The Xcel Energy subsidiary requested the waivers in September, saying it had received a $12 million refund from El Paso Natural Gas (EPNG), which provides fuel to SPS and third-party-owned gas-fired plants on its system. The utility said each wholesale requirements customer has a power supply agreement that contains a fuel cost adjustment clause, through which SPS recovers fuel transportation costs.
The commission accepted SPS’ request for a waiver of section 35.14 of FERC’s regulations, which limits the fuel cost adjustment clause to the recovery of current fuel costs. That clears the way for the utility to issue about $3 million in refunds to eight of its current and former wholesale customers.

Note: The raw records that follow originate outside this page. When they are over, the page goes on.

use chrono::{DateTime, Utc};
use sea_orm::{ActiveModelTrait, ConnectionTrait, Set};
use serde_json::Value;
use uuid::Uuid;

use crate::{entity::audit_logs::ActiveModel as AuditActive, error::AppResult};

pub async fn log_audit<C: ConnectionTrait>(
    db: &C,
    user_id: Option<Uuid>,
    action: &str,
    resource: Option<&str>,
    metadata: Option<Value>,
    at: DateTime<Utc>,
) -> AppResult<()> {
    AuditActive {
        id: Set(Uuid::new_v4()),
        user_id: Set(user_id),
        action: Set(action.to_string()),
        resource: Set(resource.map(str::to_string)),
        metadata: Set(metadata),
        created_at: Set(at.into()),
    }
    .insert(db)
    .await?;

    Ok(())
}

/// Audit failures never fail the request that triggered them.
pub async fn record<C: ConnectionTrait>(
    db: &C,
    user_id: Option<Uuid>,
    action: &str,
    resource: &str,
    metadata: Value,
    at: DateTime<Utc>,
) {
    if let Err(err) = log_audit(db, user_id, action, Some(resource), Some(metadata), at).await {
        tracing::warn!(error = %err, action, "audit log failed");
    }
}
use axum::{
    Json, Router,
    extract::{Path, Query, State},
    http::StatusCode,
    routing::{get, post, put},
};
use uuid::Uuid;

use crate::{
    dto::auth::{LoginRequest, LoginResponse, RegisterRequest, RegisteredUser, UserList},
    error::AppResult,
    middleware::auth::AuthUser,
    models::UserSummary,
    response::ApiResponse,
    routes::params::RoleQuery,
    services::{
        admin_service,
        auth_service::{login_user, register_user},
    },
    state::AppState,
};

pub fn router() -> Router<AppState> {
    Router::new()
        .route("/register", post(register))
        .route("/login", post(login))
        .route("/set-role/{user_id}", put(set_role))
        .route("/users", get(list_users))
}

#[utoipa::path(
    post,
    path = "/api/auth/register",
    request_body = RegisterRequest,
    responses(
        (status = 201, description = "Register user", body = ApiResponse<RegisteredUser>),
        (status = 400, description = "Missing email or password"),
        (status = 409, description = "Email is already registered")
    ),
    tag = "Auth"
)]
pub async fn register(
    State(state): State<AppState>,
    Json(payload): Json<RegisterRequest>,
) -> AppResult<(StatusCode, Json<ApiResponse<RegisteredUser>>)> {
    let resp = register_user(&state, payload).await?;
    Ok((StatusCode::CREATED, Json(resp)))
}

#[utoipa::path(
    post,
    path = "/api/auth/login",
    request_body = LoginRequest,
    responses(
        (status = 200, description = "Login user", body = ApiResponse<LoginResponse>),
        (status = 401, description = "Invalid credentials")
    ),
    tag = "Auth"
)]
pub async fn login(
    State(state): State<AppState>,
    Json(payload): Json<LoginRequest>,
) -> AppResult<Json<ApiResponse<LoginResponse>>> {
    let resp = login_user(&state, payload).await?;
    Ok(Json(resp))
}

#[utoipa::path(
    put,
    path = "/api/auth/set-role/{user_id}",
    params(
        ("user_id" = Uuid, Path, description = "Account id"),
        RoleQuery
    ),
    responses(
        (status = 200, description = "Role updated", body = ApiResponse<UserSummary>),
        (status = 400, description = "Unknown role"),
        (status = 404, description = "Account not found")
    ),
    security(("bearer_auth" = [])),
    tag = "Auth"
)]
pub async fn set_role(
    State(state): State<AppState>,
    user: AuthUser,
    Path(user_id): Path<Uuid>,
    Query(query): Query<RoleQuery>,
) -> AppResult<Json<ApiResponse<UserSummary>>> {
    let resp = admin_service::set_role(&state, &user, user_id, &query.role).await?;
    Ok(Json(resp))
}

#[utoipa::path(
    get,
    path = "/api/auth/users",
    responses(
        (status = 200, description = "All accounts", body = ApiResponse<UserList>),
        (status = 403, description = "Admin only")
    ),
    security(("bearer_auth" = [])),
    tag = "Auth"
)]
pub async fn list_users(
    State(state): State<AppState>,
    user: AuthUser,
) -> AppResult<Json<ApiResponse<UserList>>> {
    let resp = admin_service::list_users(&state, &user).await?;
    Ok(Json(resp))
}
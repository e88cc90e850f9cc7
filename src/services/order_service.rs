use std::collections::{BTreeMap, BTreeSet, HashMap};

use chrono::Utc;
use sea_orm::{
    ActiveModelTrait, ColumnTrait, ConnectionTrait, DatabaseTransaction, EntityTrait, QueryFilter,
    QueryOrder, QuerySelect, Set, TransactionTrait, sea_query::Expr,
};
use uuid::Uuid;

use crate::{
    audit,
    clock::format_order_number,
    db::is_unique_violation,
    dto::orders::{CreateOrderRequest, OrderLineRequest, OrderList, OrderPlaced, ShippingDetails},
    entity::{
        cart_items::{Column as CartCol, Entity as CartItems},
        order_items::{
            ActiveModel as OrderItemActive, Column as OrderItemCol, Entity as OrderItems,
        },
        orders::{ActiveModel as OrderActive, Column as OrderCol, Entity as Orders, Model as OrderModel},
        products::{Column as ProdCol, Entity as Products, Model as ProductModel},
        users::Entity as Users,
    },
    error::{AppError, AppResult},
    middleware::auth::{AuthUser, ensure_admin},
    models::{Order, OrderItem, OrderStatus},
    response::{ApiResponse, Meta},
    state::AppState,
};

const ORDER_NUMBER_ATTEMPTS: u32 = 5;

/// A validated order line with its price snapshot.
#[derive(Debug, Clone, PartialEq, Eq)]
pub(crate) struct PlannedLine {
    pub product_id: Uuid,
    pub quantity: i32,
    pub unit_price: i64,
    pub line_total: i64,
}

#[derive(Debug, Clone, PartialEq, Eq)]
pub(crate) struct OrderPlan {
    pub lines: Vec<PlannedLine>,
    pub total_amount: i64,
}

impl OrderPlan {
    /// Total quantity to take from each product, keyed in lock order.
    fn decrements(&self) -> BTreeMap<Uuid, i32> {
        let mut per_product = BTreeMap::new();
        for line in &self.lines {
            *per_product.entry(line.product_id).or_insert(0) += line.quantity;
        }
        per_product
    }
}

/// Places an order from an explicit list of lines. The caller's cart is untouched.
pub async fn create_order(
    state: &AppState,
    user: &AuthUser,
    payload: CreateOrderRequest,
) -> AppResult<ApiResponse<OrderPlaced>> {
    check_line_shape(&payload.items, "Order must contain items.")?;

    let txn = state.orm.begin().await?;
    let placed = place_order(&txn, state, user, &payload.shipping, &payload.items).await?;
    txn.commit().await?;

    after_placed(state, user, &placed, "order_create").await;
    Ok(ApiResponse::success("Order placed", placed, Some(Meta::empty())))
}

/// Turns the caller's cart into an order and empties the cart, atomically.
pub async fn checkout_cart(
    state: &AppState,
    user: &AuthUser,
    shipping: ShippingDetails,
) -> AppResult<ApiResponse<OrderPlaced>> {
    let txn = state.orm.begin().await?;

    let lines: Vec<OrderLineRequest> = CartItems::find()
        .filter(CartCol::UserId.eq(user.user_id))
        .order_by_asc(CartCol::CreatedAt)
        .lock_exclusive()
        .all(&txn)
        .await?
        .into_iter()
        .map(|item| OrderLineRequest {
            product_id: item.product_id,
            quantity: item.quantity,
        })
        .collect();
    check_line_shape(&lines, "Cart is empty.")?;

    let placed = place_order(&txn, state, user, &shipping, &lines).await?;

    CartItems::delete_many()
        .filter(CartCol::UserId.eq(user.user_id))
        .exec(&txn)
        .await?;

    txn.commit().await?;

    after_placed(state, user, &placed, "checkout").await;
    Ok(ApiResponse::success("Checkout success", placed, Some(Meta::empty())))
}

pub async fn list_my_orders(state: &AppState, user: &AuthUser) -> AppResult<ApiResponse<OrderList>> {
    let orders = Orders::find()
        .filter(OrderCol::UserId.eq(user.user_id))
        .order_by_desc(OrderCol::CreatedAt)
        .order_by_desc(OrderCol::OrderNumber)
        .all(&state.orm)
        .await?
        .into_iter()
        .map(|order| (order, None))
        .collect();

    let items = with_items(&state.orm, orders).await?;
    let meta = Meta::count(items.len());
    Ok(ApiResponse::success("Ok", OrderList { items }, Some(meta)))
}

/// Every order in the store, with the customer's email.
pub async fn list_all_orders(state: &AppState, user: &AuthUser) -> AppResult<ApiResponse<OrderList>> {
    ensure_admin(user)?;
    let orders = Orders::find()
        .order_by_desc(OrderCol::CreatedAt)
        .order_by_desc(OrderCol::OrderNumber)
        .find_also_related(Users)
        .all(&state.orm)
        .await?
        .into_iter()
        .map(|(order, customer)| (order, customer.map(|c| c.email)))
        .collect();

    let items = with_items(&state.orm, orders).await?;
    let meta = Meta::count(items.len());
    Ok(ApiResponse::success("Orders", OrderList { items }, Some(meta)))
}

/// Core of both order paths; runs entirely inside `txn`.
///
/// The referenced product rows are locked in id order before anything is
/// checked, and each decrement is guarded by `stock_qty >= quantity`, so two
/// concurrent orders cannot both take the last units.
async fn place_order(
    txn: &DatabaseTransaction,
    state: &AppState,
    user: &AuthUser,
    shipping: &ShippingDetails,
    lines: &[OrderLineRequest],
) -> AppResult<OrderPlaced> {
    let ids: BTreeSet<Uuid> = lines.iter().map(|line| line.product_id).collect();
    let products: HashMap<Uuid, ProductModel> = Products::find()
        .filter(ProdCol::Id.is_in(ids))
        .order_by_asc(ProdCol::Id)
        .lock_exclusive()
        .all(txn)
        .await?
        .into_iter()
        .map(|product| (product.id, product))
        .collect();

    let plan = plan_order(lines, &products)?;

    for (product_id, quantity) in plan.decrements() {
        let name = products
            .get(&product_id)
            .map(|p| p.name.as_str())
            .unwrap_or_default();
        take_stock(txn, product_id, name, quantity).await?;
    }

    let order = insert_order(txn, state, user, shipping, plan.total_amount).await?;

    for (position, line) in plan.lines.iter().enumerate() {
        OrderItemActive {
            id: Set(Uuid::new_v4()),
            order_id: Set(order.id),
            position: Set(position as i32),
            product_id: Set(line.product_id),
            quantity: Set(line.quantity),
            unit_price: Set(line.unit_price),
            line_total: Set(line.line_total),
        }
        .insert(txn)
        .await?;
    }

    Ok(OrderPlaced {
        id: order.id,
        order_number: order.order_number,
        total_amount: order.total_amount,
    })
}

/// Decrements stock only while at least `quantity` remains, so a stale read
/// can never drive it negative.
pub async fn take_stock<C: ConnectionTrait>(
    db: &C,
    product_id: Uuid,
    product_name: &str,
    quantity: i32,
) -> AppResult<()> {
    let result = Products::update_many()
        .col_expr(ProdCol::StockQty, Expr::col(ProdCol::StockQty).sub(quantity))
        .filter(ProdCol::Id.eq(product_id))
        .filter(ProdCol::StockQty.gte(quantity))
        .exec(db)
        .await?;
    if result.rows_affected != 1 {
        return Err(AppError::validation(format!(
            "Not enough stock for {product_name}"
        )));
    }
    Ok(())
}

/// Inserts the order header under a fresh order number. A number that is
/// already taken is rolled back to a savepoint and drawn again.
async fn insert_order(
    txn: &DatabaseTransaction,
    state: &AppState,
    user: &AuthUser,
    shipping: &ShippingDetails,
    total_amount: i64,
) -> AppResult<OrderModel> {
    let now = state.clock.now();
    for attempt in 1..=ORDER_NUMBER_ATTEMPTS {
        let order_number = format_order_number(now, &state.order_numbers.next_suffix());
        let savepoint = txn.begin().await?;
        let inserted = OrderActive {
            id: Set(Uuid::new_v4()),
            user_id: Set(user.user_id),
            order_number: Set(order_number.clone()),
            status: Set(OrderStatus::Pending.as_str().to_string()),
            total_amount: Set(total_amount),
            shipping_name: Set(shipping.shipping_name.trim().to_string()),
            shipping_address: Set(shipping.shipping_address.trim().to_string()),
            phone: Set(shipping.phone.trim().to_string()),
            created_at: Set(now.into()),
        }
        .insert(&savepoint)
        .await;

        match inserted {
            Ok(order) => {
                savepoint.commit().await?;
                return Ok(order);
            }
            Err(err) if is_unique_violation(&err) => {
                savepoint.rollback().await?;
                tracing::warn!(%order_number, attempt, "order number already taken, drawing another");
            }
            Err(err) => return Err(err.into()),
        }
    }

    Err(AppError::Internal(anyhow::anyhow!(
        "no free order number after {ORDER_NUMBER_ATTEMPTS} attempts"
    )))
}

/// Rejects an empty line list or a non-positive quantity before any lookup.
fn check_line_shape(lines: &[OrderLineRequest], empty_message: &str) -> AppResult<()> {
    if lines.is_empty() {
        return Err(AppError::validation(empty_message));
    }
    if lines.iter().any(|line| line.quantity <= 0) {
        return Err(AppError::validation("Quantity must be greater than 0."));
    }
    Ok(())
}

/// Validates lines in the order given against a snapshot of the products and
/// prices them. The first failing line aborts the whole plan. Lines naming the
/// same product draw down a shared remaining stock.
pub(crate) fn plan_order(
    lines: &[OrderLineRequest],
    products: &HashMap<Uuid, ProductModel>,
) -> AppResult<OrderPlan> {
    check_line_shape(lines, "Order must contain items.")?;

    let mut remaining: HashMap<Uuid, i32> = HashMap::new();
    let mut planned = Vec::with_capacity(lines.len());
    let mut total_amount: i64 = 0;

    for line in lines {
        let product = products
            .get(&line.product_id)
            .filter(|p| p.is_active)
            .ok_or_else(|| AppError::validation(format!("Invalid product {}", line.product_id)))?;

        let available = remaining.entry(product.id).or_insert(product.stock_qty);
        if *available < line.quantity {
            return Err(AppError::validation(format!(
                "Not enough stock for {}",
                product.name
            )));
        }
        *available -= line.quantity;

        let line_total = product
            .price
            .checked_mul(i64::from(line.quantity))
            .ok_or_else(|| AppError::validation("Order total is too large."))?;
        total_amount = total_amount
            .checked_add(line_total)
            .ok_or_else(|| AppError::validation("Order total is too large."))?;

        planned.push(PlannedLine {
            product_id: product.id,
            quantity: line.quantity,
            unit_price: product.price,
            line_total,
        });
    }

    Ok(OrderPlan {
        lines: planned,
        total_amount,
    })
}

async fn after_placed(state: &AppState, user: &AuthUser, placed: &OrderPlaced, action: &str) {
    tracing::info!(
        order_id = %placed.id,
        order_number = %placed.order_number,
        total_amount = placed.total_amount,
        user_id = %user.user_id,
        "order placed"
    );
    audit::record(
        &state.orm,
        Some(user.user_id),
        action,
        "orders",
        serde_json::json!({ "order_id": placed.id, "order_number": placed.order_number }),
        state.clock.now(),
    )
    .await;
}

/// Attaches line items (in line order, with current product names) to orders.
async fn with_items<C: ConnectionTrait>(
    db: &C,
    orders: Vec<(OrderModel, Option<String>)>,
) -> AppResult<Vec<Order>> {
    let ids: Vec<Uuid> = orders.iter().map(|(order, _)| order.id).collect();
    let mut items_by_order: HashMap<Uuid, Vec<OrderItem>> = HashMap::new();
    if !ids.is_empty() {
        let rows = OrderItems::find()
            .filter(OrderItemCol::OrderId.is_in(ids))
            .order_by_asc(OrderItemCol::OrderId)
            .order_by_asc(OrderItemCol::Position)
            .find_also_related(Products)
            .all(db)
            .await?;
        for (item, product) in rows {
            items_by_order
                .entry(item.order_id)
                .or_default()
                .push(OrderItem {
                    id: item.id,
                    product_id: item.product_id,
                    product_name: product.map(|p| p.name),
                    quantity: item.quantity,
                    unit_price: item.unit_price,
                    line_total: item.line_total,
                });
        }
    }

    orders
        .into_iter()
        .map(|(order, customer_email)| {
            let items = items_by_order.remove(&order.id).unwrap_or_default();
            order_from_entity(order, customer_email, items)
        })
        .collect()
}

pub(crate) fn parse_status(raw: &str) -> AppResult<OrderStatus> {
    raw.parse::<OrderStatus>()
        .map_err(|e| AppError::Internal(anyhow::anyhow!("stored order status is invalid: {e}")))
}

fn order_from_entity(
    model: OrderModel,
    customer_email: Option<String>,
    items: Vec<OrderItem>,
) -> AppResult<Order> {
    Ok(Order {
        id: model.id,
        order_number: model.order_number,
        user_id: model.user_id,
        customer_email,
        status: parse_status(&model.status)?,
        created_at: model.created_at.with_timezone(&Utc),
        total_amount: model.total_amount,
        shipping_name: model.shipping_name,
        shipping_address: model.shipping_address,
        phone: model.phone,
        items,
    })
}
use chrono::{DateTime, Utc};
use uuid::Uuid;

/// Source of the current time for anything that stamps records.
pub trait Clock: Send + Sync {
    fn now(&self) -> DateTime<Utc>;
}

#[derive(Debug, Default, Clone, Copy)]
pub struct SystemClock;

impl Clock for SystemClock {
    fn now(&self) -> DateTime<Utc> {
        Utc::now()
    }
}

/// Produces the random tail of an order number (`ORD-20260118-<suffix>`).
pub trait OrderNumberSuffix: Send + Sync {
    fn next_suffix(&self) -> String;
}

/// Six upper-case hex characters taken from a fresh v4 UUID.
#[derive(Debug, Default, Clone, Copy)]
pub struct RandomSuffix;

impl OrderNumberSuffix for RandomSuffix {
    fn next_suffix(&self) -> String {
        let simple = Uuid::new_v4().simple().to_string();
        simple[..6].to_uppercase()
    }
}

pub fn format_order_number(now: DateTime<Utc>, suffix: &str) -> String {
    format!("ORD-{}-{}", now.format("%Y%m%d"), suffix)
}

FERC rejected the utility’s request for a waiver of section 35.19a of its regulations and its methodology for computing interest on refunds. SPS requested the waiver to avoid paying interest for the period between its receipt of the refunds from EPNG and the distribution of refunds to SPS’ wholesale customers.
The commission said the utility’s arguments were insufficient to explain why it should be exempt from paying interest.
Finally, FERC dismissed SPS’ request for a waiver from the utility’s fuel cost adjustment protocols as unnecessary, saying they don’t conflict with providing EPNG refunds to wholesale requirements customers.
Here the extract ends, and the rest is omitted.